La Bridec puede investigar todo lo que desee al MRNS, pero desde ya -para colaborar- podemos informarle que le bastará designar a un solo funcionario, por unas cuantas horas, para hacer un análisis pormenorizado de nuestra contabilidad. Por lo cual el informe del perito que se menciona con presunciones incriminatorias o es falaz o nunca se ha hecho.
    
Loable es la tarea de la ministro Amanda Valdovinos al investigar en qué se usan los recursos del Estado, Dios le dé vida y salud para extender su investigación desde 1990 al 2007. En cuanto al periodista López Vergara, bien haría La Nación de enviarlo a un cursillo de redacción de noticias, con franquicia Sence para que sea todo legal.

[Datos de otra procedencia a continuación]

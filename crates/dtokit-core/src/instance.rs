//! Constructed instances of registered types

use crate::error::{MapError, MapResult};
use crate::target::{FromValue, Target};
use crate::value::Value;
use dtokit_types::TypeName;
use serde::ser::{Serialize, SerializeMap, Serializer};
use std::sync::Arc;

/// A fully constructed and validated instance of a registered type
///
/// Fields are kept in declaration order: the type's own fields first, then
/// inherited ones. Instances are immutable once the mapper returns them.
#[derive(Debug, Clone, PartialEq)]
pub struct Instance {
    type_name: TypeName,
    lineage: Arc<[TypeName]>,
    fields: Vec<(String, Value)>,
}

impl Instance {
    /// Create an instance holding the given initial field values
    ///
    /// `lineage` lists every type the instance is an instance of, starting
    /// with `type_name` itself.
    pub fn new(type_name: TypeName, lineage: Arc<[TypeName]>, fields: Vec<(String, Value)>) -> Self {
        Self {
            type_name,
            lineage,
            fields,
        }
    }

    /// Type this is an instance of
    pub fn type_name(&self) -> &TypeName {
        &self.type_name
    }

    /// The type itself, its interfaces, then its ancestors
    pub fn lineage(&self) -> &[TypeName] {
        &self.lineage
    }

    /// Whether the instance is of `ty` or one of its subtypes
    pub fn is_instance_of(&self, ty: &str) -> bool {
        let ty = ty.trim_start_matches('\\');
        self.lineage.iter().any(|name| name.as_str() == ty)
    }

    /// Get a field value by field name
    pub fn get(&self, field: &str) -> Option<&Value> {
        self.fields
            .iter()
            .find(|(name, _)| name == field)
            .map(|(_, value)| value)
    }

    /// Iterate over `(field, value)` pairs in declaration order
    pub fn fields(&self) -> impl Iterator<Item = (&str, &Value)> {
        self.fields.iter().map(|(name, value)| (name.as_str(), value))
    }

    /// Number of fields
    pub fn len(&self) -> usize {
        self.fields.len()
    }

    /// Whether the type has no instance fields
    pub fn is_empty(&self) -> bool {
        self.fields.is_empty()
    }

    pub(crate) fn value_at(&self, index: usize) -> &Value {
        &self.fields[index].1
    }

    pub(crate) fn set_at(&mut self, index: usize, value: Value) {
        self.fields[index].1 = value;
    }

    /// Read a field into a Rust value
    ///
    /// # Errors
    ///
    /// `UnknownField` if the type has no such field, `Conversion` if the
    /// stored value does not fit `T`.
    pub fn field<T: FromValue>(&self, field: &str) -> MapResult<T> {
        let value = self.get(field).ok_or_else(|| MapError::UnknownField {
            type_name: self.type_name.clone(),
            field: field.to_string(),
        })?;

        T::from_value(value).ok_or_else(|| MapError::Conversion {
            type_name: self.type_name.clone(),
            field: field.to_string(),
            expected: T::expected(),
            actual_kind: value.kind(),
        })
    }

    /// Read a nested instance field into its Rust type
    pub fn nested<T: Target>(&self, field: &str) -> MapResult<T> {
        let instance: Arc<Instance> = self.field(field)?;
        T::from_instance(&instance)
    }

    /// Read a nullable nested instance field
    pub fn nested_opt<T: Target>(&self, field: &str) -> MapResult<Option<T>> {
        let instance: Option<Arc<Instance>> = self.field(field)?;
        instance.map(|instance| T::from_instance(&instance)).transpose()
    }

    /// Read a collection of nested instances
    pub fn nested_list<T: Target>(&self, field: &str) -> MapResult<Vec<T>> {
        let instances: Vec<Arc<Instance>> = self.field(field)?;
        instances
            .iter()
            .map(|instance| T::from_instance(instance))
            .collect()
    }

    /// Convert to a JSON object keyed by field name
    pub fn to_json(&self) -> serde_json::Value {
        serde_json::Value::Object(
            self.fields
                .iter()
                .map(|(name, value)| (name.clone(), value.to_json()))
                .collect(),
        )
    }
}

impl Serialize for Instance {
    fn serialize<S: Serializer>(&self, serializer: S) -> Result<S::Ok, S::Error> {
        let mut map = serializer.serialize_map(Some(self.fields.len()))?;
        for (name, value) in &self.fields {
            map.serialize_entry(name, value)?;
        }
        map.end()
    }
}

Por nuestra parte, que el diario oficialista La Nación -a propósito ¿cómo se financia?- repita la maniobra de la Derecha de involucrar al MRNS en situaciones delictivas en que nunca ha participado y lo haga en tantos artículos es una señal que nos causa especial satisfacción.

Bibliografía:

  • La Nación, 16 de agosto de 2007.
  • La Nación, 12 de octubre de 2007.
  • La Nación, 19 de octubre de 2007.
  • La Nación, 02 de noviembre de 2007.
  • La Nación, 07 de diciembre de 2007
  • La Nación, 21 de enero de 2008

Artículo originalmente publicado en nuestro anterior sitio web www.aspas.cl (2004-2008), que luego sería reemplazado por www.mrns.cl. Versión disponible en Internet Archive aquí.